В отношениях Толоконникова и замполита внешне вроде бы ничего не изменилось. Они продолжали жить в одной палатке. Разве что разговоры потеряли прежнюю задушевность. Толоконников делался все более раздражительным. Участливые взгляды Калинника распаляли его.

– Ну что… Что тебе от меня надо? – кричал новый командир отряда на замполита, чутко замечающего в Толоконникове очередной приступ самокопания.

– Да не нервничай, пожалуйста, – сочувственно говорил Калинник. – Будь самим собой. Прежде у тебя это совсем неплохо получалось. Я же за тебя, а не против…

Лишь под утро Толоконников забылся беспокойным сном. Все отодвинулось, отошло вдаль, затихло. Знакомые предметы, окружающие его, увеличились в размере, надвинулись громадой!.. А сам он, маленький, беспомощный, обессиленный, заслонялся от них рукой и старался накрыться с головой исполинским покрывалом, которое тянул и никак не мог натащить на себя…

– Вставайте, командир, вас ждут великие дела! И новости тоже!

Толоконников вскочил, сел в постели и, ничего спросонья не соображая, зябко поджал под себя ноги.

– Что-нибудь случилось?

– Труба зовет! – воскликнул Калинник.

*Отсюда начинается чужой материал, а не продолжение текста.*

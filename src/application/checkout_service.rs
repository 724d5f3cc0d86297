//! Checkout orchestration: remote order creation and capture-then-invoice.
//!
//! Capture always precedes any local write, and the cart is cleared only after
//! the invoice, its details and the seller order are stored. Nothing is rolled
//! back: once the provider has captured the payment, a failed write leaves a
//! pending reconciliation record and an `error!` log line carrying the provider
//! order id and user id.

use std::sync::Arc;

use chrono::{DateTime, Utc};
use uuid::Uuid;

use crate::application::cart_service::CartService;
use crate::application::order_service::OrderService;
use crate::application::pricing::{amount_string, compute_breakdown, round2};
use crate::application::user_locks::UserLocks;
use crate::domain::cart::{PriceBreakdown, UserId};
use crate::domain::errors::DomainError;
use crate::domain::order::{is_provider_reference, CaptureOutcome, CapturedPayment};
use crate::domain::ports::PaymentGateway;

#[derive(Debug, Clone)]
pub struct CreatedOrder {
    pub provider_order_id: String,
    pub breakdown: PriceBreakdown,
}

#[derive(Clone)]
pub struct CheckoutService {
    carts: CartService,
    orders: OrderService,
    gateway: Arc<dyn PaymentGateway>,
    locks: UserLocks,
}

impl CheckoutService {
    pub fn new(
        carts: CartService,
        orders: OrderService,
        gateway: Arc<dyn PaymentGateway>,
        locks: UserLocks,
    ) -> Self {
        Self {
            carts,
            orders,
            gateway,
            locks,
        }
    }

    pub async fn create_order(&self, user_id: UserId) -> Result<CreatedOrder, DomainError> {
        validate_user_id(user_id)?;
        let _lock = self.locks.acquire(user_id).await;

        let items = self.carts.line_items(user_id).await?;
        let breakdown = compute_breakdown(&items);
        let correlation_ref = Uuid::new_v4().to_string();

        let provider_order_id = self
            .gateway
            .create_order(&breakdown, &items, &correlation_ref)
            .await?;

        log::info!(
            "Created payment order {} for user {} (total {}, ref {})",
            provider_order_id,
            user_id,
            breakdown.grand_total,
            correlation_ref
        );

        Ok(CreatedOrder {
            provider_order_id,
            breakdown,
        })
    }

    pub async fn capture_order(
        &self,
        user_id: UserId,
        provider_order_id: &str,
    ) -> Result<CaptureOutcome, DomainError> {
        validate_user_id(user_id)?;
        let provider_order_id = provider_order_id.trim();
        if provider_order_id.is_empty() {
            return Err(DomainError::InvalidArgument("orderId is required".to_string()));
        }
        if !is_provider_reference(provider_order_id) {
            return Err(DomainError::InvalidArgument(
                "orderId may only contain letters, digits and '-'".to_string(),
            ));
        }
        let _lock = self.locks.acquire(user_id).await;

        let captured = self
            .gateway
            .capture_order(provider_order_id)
            .await
            .map_err(|e| {
                log::warn!(
                    "Capture of payment order {} for user {} failed: {}",
                    provider_order_id,
                    user_id,
                    e
                );
                e
            })?;

        match self
            .record_capture(user_id, provider_order_id, &captured)
            .await
        {
            Ok(outcome) => {
                log::info!(
                    "Payment order {} captured and invoiced as {} (invoice id {})",
                    provider_order_id,
                    outcome.invoice_number,
                    outcome.invoice_id
                );
                Ok(outcome)
            }
            Err(e) => {
                log::error!(
                    "Payment captured but not invoiced, manual reconciliation required: \
                     provider_order_id={} user_id={} capture_status={} error={}",
                    provider_order_id,
                    user_id,
                    captured.status,
                    e
                );
                Err(e)
            }
        }
    }

    async fn record_capture(
        &self,
        user_id: UserId,
        provider_order_id: &str,
        captured: &CapturedPayment,
    ) -> Result<CaptureOutcome, DomainError> {
        let reconciliation = self
            .orders
            .open_reconciliation(provider_order_id, user_id, Some(captured.amount.clone()))
            .await?;

        let items = self.carts.line_items(user_id).await?;
        let breakdown = compute_breakdown(&items);

        if round2(&captured.amount) != breakdown.grand_total {
            return Err(DomainError::AmountMismatch {
                captured: amount_string(&captured.amount),
                invoiced: amount_string(&breakdown.grand_total),
            });
        }

        let invoice = self
            .orders
            .write_invoice(
                user_id,
                breakdown.grand_total.clone(),
                invoice_number(provider_order_id, Utc::now()),
            )
            .await?;
        self.orders.write_invoice_details(invoice.id, &items).await?;
        self.orders.write_seller_order(invoice.id).await?;
        self.carts.clear_cart(user_id).await?;

        if let Err(e) = self
            .orders
            .resolve_reconciliation(reconciliation.id, &invoice.invoice_number)
            .await
        {
            log::warn!(
                "Could not mark reconciliation {} for {} as resolved: {}",
                reconciliation.id,
                provider_order_id,
                e
            );
        }

        Ok(CaptureOutcome {
            invoice_id: invoice.id,
            invoice_number: invoice.invoice_number,
            capture: captured.raw.clone(),
        })
    }
}

fn validate_user_id(user_id: UserId) -> Result<(), DomainError> {
    if user_id <= 0 {
        return Err(DomainError::InvalidArgument(
            "userId must be a positive integer".to_string(),
        ));
    }
    Ok(())
}

pub fn invoice_number(provider_order_id: &str, at: DateTime<Utc>) -> String {
    format!("FAC-{}-{}", provider_order_id, at.timestamp_millis())
}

Он стоял у входа с кипой газет в руках.

– Я проспал?

– С моей помощью обошлось. Личный состав согласно распоряжению командира отряда поднят в шесть ноль-ноль. Политинформация проведена. Заряд бодрости получен. Воодушевленные бойцы отправились принимать пищу.

– Как погода?

– Хуже не придумаешь.

– Чему же ты радуешься?

– Добрым вестям. – Калинник бросил газеты на стол. – Вот, слушай. Сообщение Совинформбюро. Забайкальский фронт: за три дня боев войска продвинулись на четыреста пятьдесят километров. Взяты Таонань, Хайлар, Туцюань. Первый Дальневосточный фронт…

– О чужих победах наслышаны, – перебил Толоконников.

– Разве тебя они не радуют?

– Наоборот, полон восторга.

– Заметно, – иронически протянул Калинник.

Толоконников вскипел:

– Ты бы лучше своими заботами болел!

– Я что-нибудь упустил? – ревниво спросил Калинник.

– Не будем друг друга упрекать, – отступился Толоконников. – По-моему, сделали все. Митинг провели. Коммунистов собрали. Задачи доведены. Дело за малым: начать и кончить!

– Гляжу, настроение у тебя не шибко боевое. У солдат тонус повыше будет.

– На то он и солдат. Мне по штату положено беспокоиться… Где ремень, не видел?

Толоконников набросил гимнастерку и, разминаясь, прошелся по палатке, энергично взмахивая руками. Лицо его оставалось хмурым.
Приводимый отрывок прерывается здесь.